/dasky

Primary LanguageJupyter Notebook

forked from https://github.com/danielsc/azureml-and-dask

Azure ML and Dask

Summary gif Write gif

Introduction

Dask is awesome. Azure ML is cool too.

Data overview

The data is hosted at https://data4dask.dfs.core.windows.net/datasets/noaa/isd/. It is a copy of the NOAA Integrated Surface Data (ISD) moved from Azure Open Datasets to an ADLS Gen 2 filesystem for distributed processing.

Expanded in a dataframe in memory, the full dataset is ~660 GB. It is stored in compressed parquet files partitioned by year and month. The dataset is not updated in the ADLS Gen 2 storage account, but is in the Azure Open Dataset. Compressed, the files for the dataset are ~8 GB. Uncompressed, the files for the dataset are ~150-200 GB.

The parition format is year=*/month=*/part-*.snappy.parquet with 1 file per month. Each file can contain ~5 GB of data when in a dataframe in memory. Compressed, each file is ~50 MB. Uncompressed, each file is ~1 GB.

The compressed data is used at all points in this example - but uncompressed data is more typical and included for comparison.

Create a virtual network

Create or use an existing virtual network (vNET). Both the interface for the Dask cluster and the cluster itself will be in the virtual network. You can quickly create one in the Azure Portal or Azure CLI if you do not have one already.

Warning: You may need to change the vNET resource group and name in the cluster configuration step.

Create and setup compute instance

Create an Azure ML Compute Instance in the vNET you have created.

Important: Your workspace must be in North Central US or UK South due to Compute Instance availability. They will be available in all regions in early February.
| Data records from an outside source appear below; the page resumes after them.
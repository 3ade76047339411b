//! Writer-preference access gate for the alias directory.
//!
//! The gate owns the directory store and is the only way to reach it. Readers
//! share access, writers get it exclusively, and every write admitted by the
//! gate holds back *new* readers until it has finished:
//!
//! 1. [`WriterPreferenceGate::acquire_write`] bumps the pending-write counter,
//!    then queues for the exclusive lock.
//! 2. [`WriterPreferenceGate::acquire_read`] waits for the counter to reach
//!    zero, then takes the shared lock.
//! 3. Dropping a [`WriteTicket`] releases the exclusive lock and then
//!    decrements the counter; the counter's watch channel wakes every waiting
//!    reader once it is back at zero.
//!
//! Reads that already hold a ticket are never revoked. The barrier is checked
//! once at entry, so a continuous stream of writes can still delay readers.
//!
//! Acquisition futures are cancel-safe: dropping an `acquire_write` future
//! before the lock is granted still returns the counter to its prior value.

use std::fmt;
use std::ops::{Deref, DerefMut};

use tokio::sync::{RwLock, RwLockReadGuard, RwLockWriteGuard, watch};
use tracing::trace;

/// Coordinates shared and exclusive access to a value of type `T`.
pub struct WriterPreferenceGate<T> {
    directory: RwLock<T>,
    pending_writes: watch::Sender<usize>,
}

impl<T> WriterPreferenceGate<T> {
    /// Wraps `directory`; from here on it is reachable only through tickets.
    pub fn new(directory: T) -> Self {
        let (pending_writes, _) = watch::channel(0);
        Self {
            directory: RwLock::new(directory),
            pending_writes,
        }
    }

    /// Waits until no write is pending, then takes shared access.
    pub async fn acquire_read(&self) -> ReadTicket<'_, T> {
        let mut pending = self.pending_writes.subscribe();
        while *pending.borrow_and_update() > 0 {
            trace!("read waiting for pending writes");
            // The sender lives as long as `self`; an error cannot happen here.
            if pending.changed().await.is_err() {
                break;
            }
        }

        ReadTicket {
            guard: self.directory.read().await,
        }
    }

    /// Announces a pending write, then takes exclusive access.
    pub async fn acquire_write(&self) -> WriteTicket<'_, T> {
        let pending = PendingWrite::admit(&self.pending_writes);
        let guard = self.directory.write().await;

        WriteTicket {
            guard,
            _pending: pending,
        }
    }

    /// Number of writes admitted but not yet finished.
    pub fn pending_writes(&self) -> usize {
        *self.pending_writes.borrow()
    }

}

impl<T> fmt::Debug for WriterPreferenceGate<T> {
    fn fmt(&self, f: &mut fmt::Formatter<'_>) -> fmt::Result {
        f.debug_struct("WriterPreferenceGate")
            .field("pending_writes", &self.pending_writes())
            .finish_non_exhaustive()
    }
}

/// One admitted write. Decrements the counter exactly once, on drop.
struct PendingWrite<'a> {
    counter: &'a watch::Sender<usize>,
}

impl<'a> PendingWrite<'a> {
    fn admit(counter: &'a watch::Sender<usize>) -> Self {
        counter.send_modify(|count| *count += 1);
        Self { counter }
    }
}

impl Drop for PendingWrite<'_> {
    fn drop(&mut self) {
        self.counter.send_modify(|count| {
            debug_assert!(*count > 0, "pending write counter underflow");
            *count = count.saturating_sub(1);
        });
    }
}

/// Shared access to the directory. Released on drop.
pub struct ReadTicket<'a, T> {
    guard: RwLockReadGuard<'a, T>,
}

impl<T> Deref for ReadTicket<'_, T> {
    type Target = T;

    fn deref(&self) -> &T {
        &self.guard
    }
}

/// Exclusive access to the directory.
///
/// Field order matters: the lock guard is dropped before the pending-write
/// marker, so the exclusive lock is released before readers are let in.
pub struct WriteTicket<'a, T> {
    guard: RwLockWriteGuard<'a, T>,
    _pending: PendingWrite<'a>,
}

impl<T> Deref for WriteTicket<'_, T> {
    type Target = T;

    fn deref(&self) -> &T {
        &self.guard
    }
}

impl<T> DerefMut for WriteTicket<'_, T> {
    fn deref_mut(&mut self) -> &mut T {
        &mut self.guard
    }
}

#[cfg(test)]
mod tests {
    use super::*;
    use std::sync::Arc;
    use std::time::Duration;
    use tokio::time::{sleep, timeout};

    const SETTLE: Duration = Duration::from_millis(50);

    #[tokio::test]
    async fn test_readers_share_access() {
        let gate = WriterPreferenceGate::new(vec![1, 2, 3]);

        let first = gate.acquire_read().await;
        let second = gate.acquire_read().await;

        assert_eq!(first.len(), 3);
        assert_eq!(*second, vec![1, 2, 3]);
    }

    #[tokio::test]
    async fn test_write_ticket_mutates_and_restores_counter() {
        let gate = WriterPreferenceGate::new(Vec::<u32>::new());

        {
            let mut ticket = gate.acquire_write().await;
            assert_eq!(gate.pending_writes(), 1);
            ticket.push(7);
        }

        assert_eq!(gate.pending_writes(), 0);
        assert_eq!(*gate.acquire_read().await, vec![7]);
    }

    #[tokio::test]
    async fn test_new_reader_waits_for_pending_write() {
        let gate = Arc::new(WriterPreferenceGate::new(0u32));
        let mut ticket = gate.acquire_write().await;

        let reader_gate = gate.clone();
        let reader = tokio::spawn(async move {
            let value = *reader_gate.acquire_read().await;
            value
        });

        sleep(SETTLE).await;
        assert!(!reader.is_finished());

        *ticket = 42;
        drop(ticket);

        assert_eq!(reader.await.unwrap(), 42);
        assert_eq!(gate.pending_writes(), 0);
    }

    #[tokio::test]
    async fn test_started_read_is_not_revoked() {
        let gate = Arc::new(WriterPreferenceGate::new(String::from("before")));
        let held = gate.acquire_read().await;

        let writer_gate = gate.clone();
        let writer = tokio::spawn(async move {
            let mut ticket = writer_gate.acquire_write().await;
            ticket.push_str("+after");
        });

        sleep(SETTLE).await;
        // The writer is admitted but blocked behind the held read.
        assert_eq!(gate.pending_writes(), 1);
        assert!(!writer.is_finished());
        assert_eq!(held.as_str(), "before");

        // A new reader must not jump ahead of the admitted writer.
        let late = timeout(SETTLE, gate.acquire_read()).await;
        assert!(late.is_err());

        drop(held);
        writer.await.unwrap();

        assert_eq!(gate.acquire_read().await.as_str(), "before+after");
        assert_eq!(gate.pending_writes(), 0);
    }

    #[tokio::test]
    async fn test_cancelled_write_restores_counter() {
        let gate = WriterPreferenceGate::new(());
        let held = gate.acquire_read().await;

        let attempt = timeout(SETTLE, gate.acquire_write()).await;
        assert!(attempt.is_err());
        assert_eq!(gate.pending_writes(), 0);

        drop(held);
        // Readers are not held back by the abandoned write.
        let _ticket = timeout(SETTLE, gate.acquire_read())
            .await
            .expect("read should not wait");
    }

    #[tokio::test(flavor = "multi_thread", worker_threads = 4)]
    async fn test_writes_are_exclusive() {
        let gate = Arc::new(WriterPreferenceGate::new((0u64, 0u64)));

        let tasks: Vec<_> = (0..32)
            .map(|_| {
                let gate = gate.clone();
                tokio::spawn(async move {
                    for _ in 0..50 {
                        let mut ticket = gate.acquire_write().await;
                        let (a, b) = *ticket;
                        // Both halves move together; a torn write would split them.
                        ticket.0 = a + 1;
                        tokio::task::yield_now().await;
                        ticket.1 = b + 1;
                    }
                })
            })
            .collect();

        let readers: Vec<_> = (0..8)
            .map(|_| {
                let gate = gate.clone();
                tokio::spawn(async move {
                    for _ in 0..50 {
                        let ticket = gate.acquire_read().await;
                        assert_eq!(ticket.0, ticket.1);
                    }
                })
            })
            .collect();

        for task in tasks.into_iter().chain(readers) {
            task.await.unwrap();
        }

        assert_eq!(*gate.acquire_read().await, (1600, 1600));
        assert_eq!(gate.pending_writes(), 0);
    }
}
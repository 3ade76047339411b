//! DTOs for alias registration.

use crate::utils::alias_validator::ALIAS_REGEX;
use serde::{Deserialize, Deserializer, Serialize};
use validator::Validate;

/// Form body of `POST /add`.
///
/// Empty fields are treated as absent, so `alias=` asks for a generated alias.
#[derive(Debug, Deserialize, Validate)]
pub struct RegisterForm {
    /// Optional alias; a default one is synthesized when omitted.
    #[serde(default, deserialize_with = "empty_string_as_none")]
    #[validate(length(min = 1, max = 64, message = "Alias must be 1-64 characters"))]
    #[validate(regex(path = *ALIAS_REGEX, message = "Alias can only contain lowercase letters a-z"))]
    pub alias: Option<String>,

    /// Redirect target (must be an absolute HTTP/HTTPS URL).
    #[serde(default, deserialize_with = "empty_string_as_none")]
    #[validate(required(message = "URL is required"))]
    #[validate(url(message = "wrong URL format"))]
    pub url: Option<String>,
}

/// Response for a successful registration.
#[derive(Debug, Serialize)]
pub struct RegisterResponse {
    pub alias: String,
    pub url: String,
    pub message: String,
}

fn empty_string_as_none<'de, D>(deserializer: D) -> Result<Option<String>, D::Error>
where
    D: Deserializer<'de>,
{
    let value = Option::<String>::deserialize(deserializer)?;
    Ok(value.filter(|s| !s.is_empty()))
}

#[cfg(test)]
mod tests {
    use super::*;

    /// Decodes `key=value&...` pairs the way a form body arrives.
    fn parse(body: &str) -> RegisterForm {
        let pairs: serde_json::Map<String, serde_json::Value> = body
            .split('&')
            .filter(|pair| !pair.is_empty())
            .filter_map(|pair| pair.split_once('='))
            .map(|(k, v)| (k.to_string(), serde_json::Value::String(v.to_string())))
            .collect();
        serde_json::from_value(serde_json::Value::Object(pairs)).unwrap()
    }

    #[test]
    fn test_empty_alias_is_absent() {
        let form = parse("alias=&url=https://example.com");
        assert_eq!(form.alias, None);
        assert!(form.validate().is_ok());
    }

    #[test]
    fn test_missing_url_fails_validation() {
        let form = parse("alias=docs");
        assert!(form.validate().is_err());

        let form = parse("alias=docs&url=");
        assert!(form.validate().is_err());
    }

    #[test]
    fn test_invalid_alias_fails_validation() {
        let form = parse("alias=Docs-2&url=https://example.com");
        let errors = form.validate().unwrap_err();
        assert!(errors.field_errors().contains_key("alias"));
    }

    #[test]
    fn test_valid_form() {
        let form = parse("alias=docs&url=https://docs.rs");
        assert_eq!(form.alias.as_deref(), Some("docs"));
        assert_eq!(form.url.as_deref(), Some("https://docs.rs"));
        assert!(form.validate().is_ok());
    }
}
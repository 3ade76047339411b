//! DTOs for health check endpoint.

use serde::Serialize;

/// Health check response with component status.
#[derive(Debug, Serialize)]
pub struct HealthResponse {
    pub status: String,
    pub version: String,
    pub checks: HealthChecks,
}

/// Health status for each directory component.
#[derive(Debug, Serialize)]
pub struct HealthChecks {
    pub directory: CheckStatus,
    pub gate: CheckStatus,
}

/// Individual component health status.
#[derive(Debug, Serialize)]
pub struct CheckStatus {
    pub status: String,

    #[serde(skip_serializing_if = "Option::is_none")]
    pub message: Option<String>,
}

impl CheckStatus {
    pub fn ok(message: impl Into<String>) -> Self {
        Self {
            status: "ok".to_string(),
            message: Some(message.into()),
        }
    }
}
Important: The size of your Compute Instance will affect the amount of data you can run on 'locally' with Dask. I find a STANDARD_DS15_V2 works well for ~1 year of data, while a STANDARD_NC24 works well for ~2 years of data. Adjust the size of data in the notebook as needed for your VM size. In this example, using a GPU machine is wasteful since we are not using the GPUs. Dask can be configured to use GPUs - an example of this is "in progress".

Warning: With default subscription quotas, you will not be able to run the notebook as-is. Check your subscription's quota in the region and calculate the maximum size cluster you can use. The default cluster created in this notebook is about the minimum needed to work with the data very quickly without repartitioning, but smaller clusters will work. Do not persist the dataframe on smaller clusters, this will harm performance.

Compute instance creation

Launch JupyterLab or Jupyter

Launch JupyterLab (recommended) or Jupyter from the list of URIs.

Compute instance URIs

Clone repository

You can use the terminal or UI to clone https://github.com/lostmygithubaccount/dasky.git.

Compute instance github